Segment Start: Source records

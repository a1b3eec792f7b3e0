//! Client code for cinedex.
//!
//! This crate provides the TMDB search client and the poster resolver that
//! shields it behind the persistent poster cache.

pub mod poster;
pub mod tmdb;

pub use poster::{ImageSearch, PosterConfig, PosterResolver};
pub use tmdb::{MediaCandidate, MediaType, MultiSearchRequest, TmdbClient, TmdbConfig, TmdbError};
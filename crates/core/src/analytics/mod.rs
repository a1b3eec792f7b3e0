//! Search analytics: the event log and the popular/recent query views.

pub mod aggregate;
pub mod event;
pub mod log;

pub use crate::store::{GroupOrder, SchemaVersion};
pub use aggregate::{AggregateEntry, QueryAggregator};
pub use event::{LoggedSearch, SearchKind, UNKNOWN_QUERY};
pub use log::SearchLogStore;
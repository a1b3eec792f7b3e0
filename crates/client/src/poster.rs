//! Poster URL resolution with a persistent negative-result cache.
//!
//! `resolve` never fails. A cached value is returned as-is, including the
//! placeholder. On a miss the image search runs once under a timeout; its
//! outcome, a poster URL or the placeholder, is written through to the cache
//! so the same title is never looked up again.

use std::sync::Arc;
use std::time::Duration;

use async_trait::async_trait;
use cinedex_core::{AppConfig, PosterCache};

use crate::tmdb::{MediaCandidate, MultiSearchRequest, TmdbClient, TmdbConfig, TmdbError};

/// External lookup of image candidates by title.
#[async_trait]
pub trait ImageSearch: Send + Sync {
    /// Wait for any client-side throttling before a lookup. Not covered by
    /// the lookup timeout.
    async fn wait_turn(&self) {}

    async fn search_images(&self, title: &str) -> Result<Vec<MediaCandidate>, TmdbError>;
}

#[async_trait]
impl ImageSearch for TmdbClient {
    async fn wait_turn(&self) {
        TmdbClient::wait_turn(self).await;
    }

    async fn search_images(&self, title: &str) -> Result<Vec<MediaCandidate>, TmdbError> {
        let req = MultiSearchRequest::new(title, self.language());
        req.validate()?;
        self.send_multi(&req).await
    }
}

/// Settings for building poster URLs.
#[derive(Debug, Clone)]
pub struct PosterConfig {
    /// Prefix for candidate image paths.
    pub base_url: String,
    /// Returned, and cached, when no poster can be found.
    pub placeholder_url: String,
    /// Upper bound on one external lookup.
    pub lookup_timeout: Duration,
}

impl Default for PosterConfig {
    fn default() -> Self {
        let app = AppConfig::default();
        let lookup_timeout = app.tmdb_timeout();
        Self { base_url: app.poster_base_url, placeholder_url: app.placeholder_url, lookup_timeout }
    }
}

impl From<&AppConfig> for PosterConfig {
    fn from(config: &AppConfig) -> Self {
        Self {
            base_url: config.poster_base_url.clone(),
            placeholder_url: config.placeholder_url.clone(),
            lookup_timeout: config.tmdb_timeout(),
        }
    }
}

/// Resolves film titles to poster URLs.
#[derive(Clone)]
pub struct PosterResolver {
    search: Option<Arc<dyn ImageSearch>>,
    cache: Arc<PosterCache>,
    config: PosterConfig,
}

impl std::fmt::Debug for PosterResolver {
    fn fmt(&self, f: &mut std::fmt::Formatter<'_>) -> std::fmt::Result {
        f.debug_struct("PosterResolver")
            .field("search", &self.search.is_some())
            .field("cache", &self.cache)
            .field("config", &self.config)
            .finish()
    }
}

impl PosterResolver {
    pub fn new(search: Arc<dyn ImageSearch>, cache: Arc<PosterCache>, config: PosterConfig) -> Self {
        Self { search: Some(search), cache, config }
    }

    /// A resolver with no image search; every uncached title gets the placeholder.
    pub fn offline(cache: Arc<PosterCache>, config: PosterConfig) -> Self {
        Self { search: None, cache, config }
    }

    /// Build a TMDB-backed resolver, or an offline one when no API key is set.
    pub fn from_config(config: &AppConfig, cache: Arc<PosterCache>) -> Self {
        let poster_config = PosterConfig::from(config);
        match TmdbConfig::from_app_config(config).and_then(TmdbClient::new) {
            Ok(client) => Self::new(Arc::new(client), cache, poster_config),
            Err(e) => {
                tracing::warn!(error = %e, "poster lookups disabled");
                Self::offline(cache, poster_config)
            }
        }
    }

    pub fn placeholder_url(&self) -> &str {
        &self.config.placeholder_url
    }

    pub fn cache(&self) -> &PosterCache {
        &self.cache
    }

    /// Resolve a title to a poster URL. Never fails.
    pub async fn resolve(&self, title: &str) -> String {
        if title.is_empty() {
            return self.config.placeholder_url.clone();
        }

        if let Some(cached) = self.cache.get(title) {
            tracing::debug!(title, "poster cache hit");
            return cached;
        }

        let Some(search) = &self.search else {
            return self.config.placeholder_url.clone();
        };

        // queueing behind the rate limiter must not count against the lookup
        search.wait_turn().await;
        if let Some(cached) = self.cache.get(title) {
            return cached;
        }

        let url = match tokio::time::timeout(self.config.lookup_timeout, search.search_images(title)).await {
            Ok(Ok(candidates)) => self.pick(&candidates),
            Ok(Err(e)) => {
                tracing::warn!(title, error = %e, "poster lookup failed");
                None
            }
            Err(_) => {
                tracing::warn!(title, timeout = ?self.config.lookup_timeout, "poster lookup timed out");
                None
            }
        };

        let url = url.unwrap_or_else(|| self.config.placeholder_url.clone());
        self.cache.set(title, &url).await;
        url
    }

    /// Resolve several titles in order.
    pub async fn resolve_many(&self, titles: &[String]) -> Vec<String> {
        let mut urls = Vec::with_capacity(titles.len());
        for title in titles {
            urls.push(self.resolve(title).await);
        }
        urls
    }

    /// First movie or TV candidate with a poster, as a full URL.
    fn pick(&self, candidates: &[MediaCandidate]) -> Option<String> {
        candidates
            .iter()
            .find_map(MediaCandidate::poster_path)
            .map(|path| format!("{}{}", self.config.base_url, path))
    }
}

Segment End: Source records

Work task: The answer should reproduce each entry above in full.

Task solution:
repository a1b3eec792f7b3e0
//! Client code for cinedex.
//!
//! This crate provides the TMDB search client and the poster resolver that
//! shields it behind the persistent poster cache.

pub mod poster;
pub mod tmdb;

pub use poster::{ImageSearch, PosterConfig, PosterResolver};
pub use tmdb::{MediaCandidate, MediaType, MultiSearchRequest, TmdbClient, TmdbConfig, TmdbError};
filename crates/core/src/analytics/mod.rs
repository a1b3eec792f7b3e0
//! Search analytics: the event log and the popular/recent query views.

pub mod aggregate;
pub mod event;
pub mod log;

pub use crate::store::{GroupOrder, SchemaVersion};
pub use aggregate::{AggregateEntry, QueryAggregator};
pub use event::{LoggedSearch, SearchKind, UNKNOWN_QUERY};
pub use log::SearchLogStore;
repository a1b3eec792f7b3e0
filename crates/client/src/poster.rs
//! Poster URL resolution with a persistent negative-result cache.
//!
//! `resolve` never fails. A cached value is returned as-is, including the
//! placeholder. On a miss the image search runs once under a timeout; its
//! outcome, a poster URL or the placeholder, is written through to the cache
//! so the same title is never looked up again.

use std::sync::Arc;
use std::time::Duration;

use async_trait::async_trait;
use cinedex_core::{AppConfig, PosterCache};

use crate::tmdb::{MediaCandidate, MultiSearchRequest, TmdbClient, TmdbConfig, TmdbError};

/// External lookup of image candidates by title.
#[async_trait]
pub trait ImageSearch: Send + Sync {
    /// Wait for any client-side throttling before a lookup. Not covered by
    /// the lookup timeout.
    async fn wait_turn(&self) {}

    async fn search_images(&self, title: &str) -> Result<Vec<MediaCandidate>, TmdbError>;
}

#[async_trait]
impl ImageSearch for TmdbClient {
    async fn wait_turn(&self) {
        TmdbClient::wait_turn(self).await;
    }

    async fn search_images(&self, title: &str) -> Result<Vec<MediaCandidate>, TmdbError> {
        let req = MultiSearchRequest::new(title, self.language());
        req.validate()?;
        self.send_multi(&req).await
    }
}

/// Settings for building poster URLs.
#[derive(Debug, Clone)]
pub struct PosterConfig {
    /// Prefix for candidate image paths.
    pub base_url: String,
    /// Returned, and cached, when no poster can be found.
    pub placeholder_url: String,
    /// Upper bound on one external lookup.
    pub lookup_timeout: Duration,
}

impl Default for PosterConfig {
    fn default() -> Self {
        let app = AppConfig::default();
        let lookup_timeout = app.tmdb_timeout();
        Self { base_url: app.poster_base_url, placeholder_url: app.placeholder_url, lookup_timeout }
    }
}

impl From<&AppConfig> for PosterConfig {
    fn from(config: &AppConfig) -> Self {
        Self {
            base_url: config.poster_base_url.clone(),
            placeholder_url: config.placeholder_url.clone(),
            lookup_timeout: config.tmdb_timeout(),
        }
    }
}

/// Resolves film titles to poster URLs.
#[derive(Clone)]
pub struct PosterResolver {
    search: Option<Arc<dyn ImageSearch>>,
    cache: Arc<PosterCache>,
    config: PosterConfig,
}

impl std::fmt::Debug for PosterResolver {
    fn fmt(&self, f: &mut std::fmt::Formatter<'_>) -> std::fmt::Result {
        f.debug_struct("PosterResolver")
            .field("search", &self.search.is_some())
            .field("cache", &self.cache)
            .field("config", &self.config)
            .finish()
    }
}

impl PosterResolver {
    pub fn new(search: Arc<dyn ImageSearch>, cache: Arc<PosterCache>, config: PosterConfig) -> Self {
        Self { search: Some(search), cache, config }
    }

    /// A resolver with no image search; every uncached title gets the placeholder.
    pub fn offline(cache: Arc<PosterCache>, config: PosterConfig) -> Self {
        Self { search: None, cache, config }
    }

    /// Build a TMDB-backed resolver, or an offline one when no API key is set.
    pub fn from_config(config: &AppConfig, cache: Arc<PosterCache>) -> Self {
        let poster_config = PosterConfig::from(config);
        match TmdbConfig::from_app_config(config).and_then(TmdbClient::new) {
            Ok(client) => Self::new(Arc::new(client), cache, poster_config),
            Err(e) => {
                tracing::warn!(error = %e, "poster lookups disabled");
                Self::offline(cache, poster_config)
            }
        }
    }

    pub fn placeholder_url(&self) -> &str {
        &self.config.placeholder_url
    }

    pub fn cache(&self) -> &PosterCache {
        &self.cache
    }

    /// Resolve a title to a poster URL. Never fails.
    pub async fn resolve(&self, title: &str) -> String {
        if title.is_empty() {
            return self.config.placeholder_url.clone();
        }

        if let Some(cached) = self.cache.get(title) {
            tracing::debug!(title, "poster cache hit");
            return cached;
        }

        let Some(search) = &self.search else {
            return self.config.placeholder_url.clone();
        };

        // queueing behind the rate limiter must not count against the lookup
        search.wait_turn().await;
        if let Some(cached) = self.cache.get(title) {
            return cached;
        }

        let url = match tokio::time::timeout(self.config.lookup_timeout, search.search_images(title)).await {
            Ok(Ok(candidates)) => self.pick(&candidates),
            Ok(Err(e)) => {
                tracing::warn!(title, error = %e, "poster lookup failed");
                None
            }
            Err(_) => {
                tracing::warn!(title, timeout = ?self.config.lookup_timeout, "poster lookup timed out");
                None
            }
        };

        let url = url.unwrap_or_else(|| self.config.placeholder_url.clone());
        self.cache.set(title, &url).await;
        url
    }

    /// Resolve several titles in order.
    pub async fn resolve_many(&self, titles: &[String]) -> Vec<String> {
        let mut urls = Vec::with_capacity(titles.len());
        for title in titles {
            urls.push(self.resolve(title).await);
        }
        urls
    }

    /// First movie or TV candidate with a poster, as a full URL.
    fn pick(&self, candidates: &[MediaCandidate]) -> Option<String> {
        candidates
            .iter()
            .find_map(MediaCandidate::poster_path)
            .map(|path| format!("{}{}", self.config.base_url, path))
    }
}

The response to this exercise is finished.